Início de fevereiro o pai de Frederico
faleceu, enterro comovente. Quinze dias depois, carnaval, Juliana como não
podia brincar devido ao falecimento do sogro, passou o carnaval na fazenda em Piranhas. Quando
voltou na quarta-feira de cinzas soube do ocorrido com o namorado, Frederico
não aguentou os acordes metálicos do frevo, caiu no passo os três dias de
carnaval na rua e no clube, escandalizando a sociedade conservadora. Juliana escreveu
uma carta acabando definitivamente o namoro. Frederico no outro ano foi estudar
Direito na capital.
O tempo é inexorável, nesses últimos
50 anos cada qual tomou seu destino. Juliana continuou virtuosa pianista,
quando enviuvou teve o consolo de seus 4 filhos e 8 netos. Frederico fez seu
destino, tornou-se um grande advogado, hoje viúvo com 5 filhos e 13 netos, ainda
trabalha muito.
Ano passado Frederico foi a Penedo com
um amigo carioca. À noite, visitavam a Fundação Casa do Penedo, museu vivo onde
se respira história e cultura, invenção do Dr. Francisco Salles, penedense
sonhador, amante da terra. De repente Frederico ouviu uma música suave, um
piano ao longe, lhe informaram, era festa de aniversário de uma senhora muita
querida, Dona Juliana. O coração de Frederico voltou a bater como um jovem, pediu
licença aos amigos, caminhou em direção à música que envolvia a noite de brisa
fresca. Reconheceu o casarão onde um dia cantou em serenata depois de sair da
zona. Entrou sem cerimônia, cumprimentou os presentes, seu coração encheu-se de
ternura ao ver Juliana ao piano embevecida com a música. Inexplicavelmente
naquele momento Juliana olhou ao lado, seus olhos cruzaram com os de Frederico,
reconheceu o amor de sua juventude. Um sentimento forte tomou conta, a alegria
invadiu sua alma; inspirada, tocou como nunca havia tocado. Ao terminar a
audição, os presentes aplaudiam o belo concerto. Numa onda de felicidade,
sorrindo foi cumprimentar o amigo, seu primeiro namorado.

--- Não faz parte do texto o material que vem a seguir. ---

//! Resource descriptions and handles.
//!
//! The compiler never interprets device objects: everything it receives from
//! the backend is an opaque handle wrapped in a newtype. Creation parameters
//! (`*CreateInfo`) are plain hashable records so they can double as cache
//! keys.

use std::sync::Arc;

use bitflags::bitflags;
use ordered_float::NotNan;

use crate::format::Format;

macro_rules! define_handle {
    ($(#[$m:meta])* $name:ident) => {
        $(#[$m])*
        #[derive(Copy, Clone, Debug, Eq, PartialEq, Hash, Default)]
        pub struct $name(pub u64);

        impl $name {
            pub fn null() -> $name {
                $name(0)
            }
            pub fn is_null(self) -> bool {
                self.0 == 0
            }
        }
    };
}

define_handle!(ImageHandle);
define_handle!(ImageViewHandle);
define_handle!(BufferHandle);
define_handle!(FramebufferHandle);
define_handle!(RenderPassHandle);
define_handle!(PipelineHandle);
define_handle!(SamplerHandle);
define_handle!(DescriptorSetHandle);
define_handle!(DescriptorSetLayoutHandle);
define_handle!(DescriptorPoolHandle);
define_handle!(FenceHandle);
define_handle!(SemaphoreHandle);
define_handle!(CommandBufferHandle);
define_handle!(SwapchainHandle);

//--------------------------------------------------------------------------------------------------

#[derive(Copy, Clone, Debug, Eq, PartialEq, Hash, Default)]
pub struct Extent2D {
    pub width: u32,
    pub height: u32,
}

#[derive(Copy, Clone, Debug, Eq, PartialEq, Hash, Default)]
pub struct Extent3D {
    pub width: u32,
    pub height: u32,
    pub depth: u32,
}

impl Extent3D {
    pub fn new(width: u32, height: u32, depth: u32) -> Extent3D {
        Extent3D {
            width,
            height,
            depth,
        }
    }

    pub fn is_zero(&self) -> bool {
        self.width == 0 || self.height == 0 || self.depth == 0
    }
}

bitflags! {
    pub struct ImageUsageFlags: u32 {
        const TRANSFER_SRC = 1 << 0;
        const TRANSFER_DST = 1 << 1;
        const SAMPLED = 1 << 2;
        const STORAGE = 1 << 3;
        const COLOR_ATTACHMENT = 1 << 4;
        const DEPTH_STENCIL_ATTACHMENT = 1 << 5;
        const TRANSIENT_ATTACHMENT = 1 << 6;
        const INPUT_ATTACHMENT = 1 << 7;
    }
}

bitflags! {
    pub struct BufferUsageFlags: u32 {
        const TRANSFER_SRC = 1 << 0;
        const TRANSFER_DST = 1 << 1;
        const UNIFORM_BUFFER = 1 << 2;
        const STORAGE_BUFFER = 1 << 3;
        const INDEX_BUFFER = 1 << 4;
        const VERTEX_BUFFER = 1 << 5;
        const INDIRECT_BUFFER = 1 << 6;
    }
}

#[derive(Copy, Clone, Debug, Eq, PartialEq, Hash)]
pub enum ImageType {
    D1,
    D2,
    D3,
}

#[derive(Copy, Clone, Debug, Eq, PartialEq, Hash)]
pub enum ImageTiling {
    Optimal,
    Linear,
}

#[derive(Copy, Clone, Debug, Eq, PartialEq, Hash)]
pub enum MemoryUsage {
    GpuOnly,
    CpuOnly,
    CpuToGpu,
    GpuToCpu,
}

impl MemoryUsage {
    pub fn is_host_visible(self) -> bool {
        match self {
            MemoryUsage::GpuOnly => false,
            _ => true,
        }
    }
}

#[derive(Clone, Debug, Eq, PartialEq, Hash)]
pub struct ImageCreateInfo {
    pub flags: u32,
    pub image_type: ImageType,
    pub tiling: ImageTiling,
    pub usage: ImageUsageFlags,
    pub extent: Extent3D,
    pub format: Format,
    pub samples: u32,
    pub levels: u32,
    pub layers: u32,
}

impl Default for ImageCreateInfo {
    fn default() -> ImageCreateInfo {
        ImageCreateInfo {
            flags: 0,
            image_type: ImageType::D2,
            tiling: ImageTiling::Optimal,
            usage: ImageUsageFlags::empty(),
            extent: Extent3D::default(),
            format: Format::Undefined,
            samples: 1,
            levels: 1,
            layers: 1,
        }
    }
}

pub const REMAINING_LEVELS: u32 = !0;
pub const REMAINING_LAYERS: u32 = !0;

#[derive(Clone, Debug, Eq, PartialEq, Hash)]
pub struct ImageViewCreateInfo {
    pub base_level: u32,
    pub level_count: u32,
    pub base_layer: u32,
    pub layer_count: u32,
    pub image: ImageHandle,
    pub format: Format,
}

/// A concrete image together with the view and subresource window through
/// which the graph sees it.
#[derive(Clone, Debug, Eq, PartialEq, Hash, Default)]
pub struct ImageAttachment {
    pub image: ImageHandle,
    pub view: ImageViewHandle,
    pub extent: Extent3D,
    pub format: Format,
    pub samples: u32,
    pub base_level: u32,
    pub level_count: u32,
    pub base_layer: u32,
    pub layer_count: u32,
}

impl ImageAttachment {
    /// Restrict the attachment to a mip window. Does not touch the handles.
    pub fn mip_range(&self, base: u32, count: u32) -> ImageAttachment {
        let mut a = self.clone();
        a.base_level = self.base_level + base;
        a.level_count = count;
        a
    }

    /// Restrict the attachment to a layer window. Does not touch the handles.
    pub fn layer_range(&self, base: u32, count: u32) -> ImageAttachment {
        let mut a = self.clone();
        a.base_layer = self.base_layer + base;
        a.layer_count = count;
        a
    }
}

#[derive(Clone, Debug, Eq, PartialEq, Hash)]
pub struct BufferCreateInfo {
    pub mem_usage: MemoryUsage,
    pub usage: BufferUsageFlags,
    pub size: u64,
    pub alignment: u64,
}

/// A contiguous portion of device-visible memory.
///
/// Offset/sub-range derivations produce new `Buffer` values with adjusted
/// fields; the creation metadata of the parent allocation is never aliased.
#[derive(Copy, Clone, Debug, Eq, PartialEq, Hash, Default)]
pub struct Buffer {
    pub buffer: BufferHandle,
    pub offset: u64,
    pub size: u64,
    pub device_address: u64,
    pub host_visible: bool,
}

impl Buffer {
    pub fn add_offset(&self, offset: u64) -> Buffer {
        assert!(offset <= self.size);
        Buffer {
            buffer: self.buffer,
            offset: self.offset + offset,
            size: self.size - offset,
            device_address: if self.device_address != 0 {
                self.device_address + offset
            } else {
                0
            },
            host_visible: self.host_visible,
        }
    }

    pub fn subrange(&self, offset: u64, size: u64) -> Buffer {
        assert!(offset + size <= self.size);
        Buffer {
            buffer: self.buffer,
            offset: self.offset + offset,
            size,
            device_address: if self.device_address != 0 {
                self.device_address + offset
            } else {
                0
            },
            host_visible: self.host_visible,
        }
    }
}

//--------------------------------------------------------------------------------------------------

/// External swapchain state. The compiler only ever indexes into `images` and
/// reads `extent`; everything else is backend business.
#[derive(Clone, Debug, Eq, PartialEq)]
pub struct Swapchain {
    pub handle: SwapchainHandle,
    pub images: Vec<ImageAttachment>,
    pub extent: Extent2D,
}

pub type SwapchainRef = Arc<Swapchain>;

//--------------------------------------------------------------------------------------------------

/// Clear values are cache-key material (render pass begin), hence the
/// `NotNan` components.
#[derive(Copy, Clone, Debug, Eq, PartialEq, Hash)]
pub enum ClearValue {
    Color([NotNan<f32>; 4]),
    DepthStencil { depth: NotNan<f32>, stencil: u32 },
}

impl ClearValue {
    pub fn color(r: f32, g: f32, b: f32, a: f32) -> ClearValue {
        ClearValue::Color([
            NotNan::new(r).unwrap(),
            NotNan::new(g).unwrap(),
            NotNan::new(b).unwrap(),
            NotNan::new(a).unwrap(),
        ])
    }

    pub fn depth(depth: f32) -> ClearValue {
        ClearValue::DepthStencil {
            depth: NotNan::new(depth).unwrap(),
            stencil: 0,
        }
    }
}

#[derive(Copy, Clone, Debug, Eq, PartialEq, Hash)]
pub enum Filter {
    Nearest,
    Linear,
}

#[derive(Copy, Clone, Debug, Eq, PartialEq, Hash)]
pub enum SamplerAddressMode {
    Repeat,
    MirroredRepeat,
    ClampToEdge,
    ClampToBorder,
}

#[derive(Clone, Debug, Eq, PartialEq, Hash)]
pub struct SamplerCreateInfo {
    pub min_filter: Filter,
    pub mag_filter: Filter,
    pub mipmap_mode: Filter,
    pub address_u: SamplerAddressMode,
    pub address_v: SamplerAddressMode,
    pub address_w: SamplerAddressMode,
    pub min_lod: NotNan<f32>,
    pub max_lod: NotNan<f32>,
    pub lod_bias: NotNan<f32>,
}

impl Default for SamplerCreateInfo {
    fn default() -> SamplerCreateInfo {
        SamplerCreateInfo {
            min_filter: Filter::Linear,
            mag_filter: Filter::Linear,
            mipmap_mode: Filter::Nearest,
            address_u: SamplerAddressMode::ClampToEdge,
            address_v: SamplerAddressMode::ClampToEdge,
            address_w: SamplerAddressMode::ClampToEdge,
            min_lod: NotNan::new(0.0).unwrap(),
            max_lod: NotNan::new(1000.0).unwrap(),
            lod_bias: NotNan::new(0.0).unwrap(),
        }
    }
}

#[cfg(test)]
mod tests {
    use super::*;

    #[test]
    fn buffer_subrange_adjusts_all_derived_fields() {
        let b = Buffer {
            buffer: BufferHandle(7),
            offset: 64,
            size: 256,
            device_address: 0x1000,
            host_visible: true,
        };
        let sub = b.subrange(32, 64);
        assert_eq!(sub.offset, 96);
        assert_eq!(sub.size, 64);
        assert_eq!(sub.device_address, 0x1020);
        assert_eq!(sub.buffer, b.buffer);

        let tail = b.add_offset(128);
        assert_eq!(tail.size, 128);
        assert_eq!(tail.device_address, 0x1080);
        // parent untouched
        assert_eq!(b.offset, 64);
        assert_eq!(b.size, 256);
    }
}
//! Descriptor set pool.
//!
//! Sets are allocated up-front in pool-sized batches and handed out through a
//! lock-free queue, so the steady state costs one dequeue. When the queue
//! runs dry, one thread grows the backing storage under a try-lock while the
//! others spin back to the dequeue.

use std::sync::atomic::{AtomicU32, Ordering};
use std::sync::Mutex;

use crossbeam::queue::SegQueue;

use crate::backend::{DescriptorPoolCreateInfo, DescriptorType, DeviceBackend};
use crate::error::Result;
use crate::resource::{DescriptorPoolHandle, DescriptorSetHandle, DescriptorSetLayoutHandle};

pub struct DescriptorSetPool {
    layout: DescriptorSetLayoutHandle,
    sizes: Vec<(DescriptorType, u32)>,
    pools: Mutex<Vec<DescriptorPoolHandle>>,
    free_sets: SegQueue<DescriptorSetHandle>,
    sets_allocated: AtomicU32,
    grow_lock: Mutex<()>,
}

impl DescriptorSetPool {
    pub fn new(
        layout: DescriptorSetLayoutHandle,
        sizes: Vec<(DescriptorType, u32)>,
    ) -> DescriptorSetPool {
        DescriptorSetPool {
            layout,
            sizes,
            pools: Mutex::new(Vec::new()),
            free_sets: SegQueue::new(),
            sets_allocated: AtomicU32::new(0),
            grow_lock: Mutex::new(()),
        }
    }

    pub fn layout(&self) -> DescriptorSetLayoutHandle {
        self.layout
    }

    pub fn acquire(&self, backend: &dyn DeviceBackend) -> Result<DescriptorSetHandle> {
        loop {
            if let Some(set) = self.free_sets.pop() {
                return Ok(set);
            }
            self.grow(backend)?;
        }
    }

    /// Return a set to the free list.
    pub fn recycle(&self, set: DescriptorSetHandle) {
        self.free_sets.push(set);
    }

    fn grow(&self, backend: &dyn DeviceBackend) -> Result<()> {
        let guard = match self.grow_lock.try_lock() {
            Ok(g) => g,
            Err(_) => {
                // another thread is growing; let the caller retry the queue
                std::hint::spin_loop();
                return Ok(());
            }
        };

        let prior = self.sets_allocated.load(Ordering::Relaxed);
        let max_sets = if prior == 0 { 1 } else { prior * 2 };
        let sizes = self
            .sizes
            .iter()
            .map(|&(ty, count)| (ty, count * max_sets))
            .collect();
        let pool = backend.create_descriptor_pool(&DescriptorPoolCreateInfo { max_sets, sizes })?;
        let sets = backend.create_descriptor_sets(pool, self.layout, max_sets)?;
        log::debug!(
            "descriptor pool for {:?}: grew by {} sets",
            self.layout,
            max_sets
        );
        self.pools.lock().unwrap().push(pool);
        for s in sets {
            self.free_sets.push(s);
        }
        self.sets_allocated.store(max_sets, Ordering::Relaxed);

        drop(guard);
        Ok(())
    }

    pub fn destroy(&self, backend: &dyn DeviceBackend) {
        let mut pools = self.pools.lock().unwrap();
        for p in pools.drain(..) {
            backend.destroy_descriptor_pool(p);
        }
        while self.free_sets.pop().is_some() {}
        self.sets_allocated.store(0, Ordering::Relaxed);
    }
}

Não pararam de se ver, Frederico mudou-se
para Penedo curtindo o amor, amor maduro, amor incubado, amor cinquentenário. A
resistência dos filhos foi vencida. Casaram-se na Igreja com todas as famílias
unidas, filhos e netos aplaudiram a troca das alianças. O casal de idosos é
visto toda tarde passeando a beira do Rio, contando histórias, recordando o
amor no tempo do Velho Chico.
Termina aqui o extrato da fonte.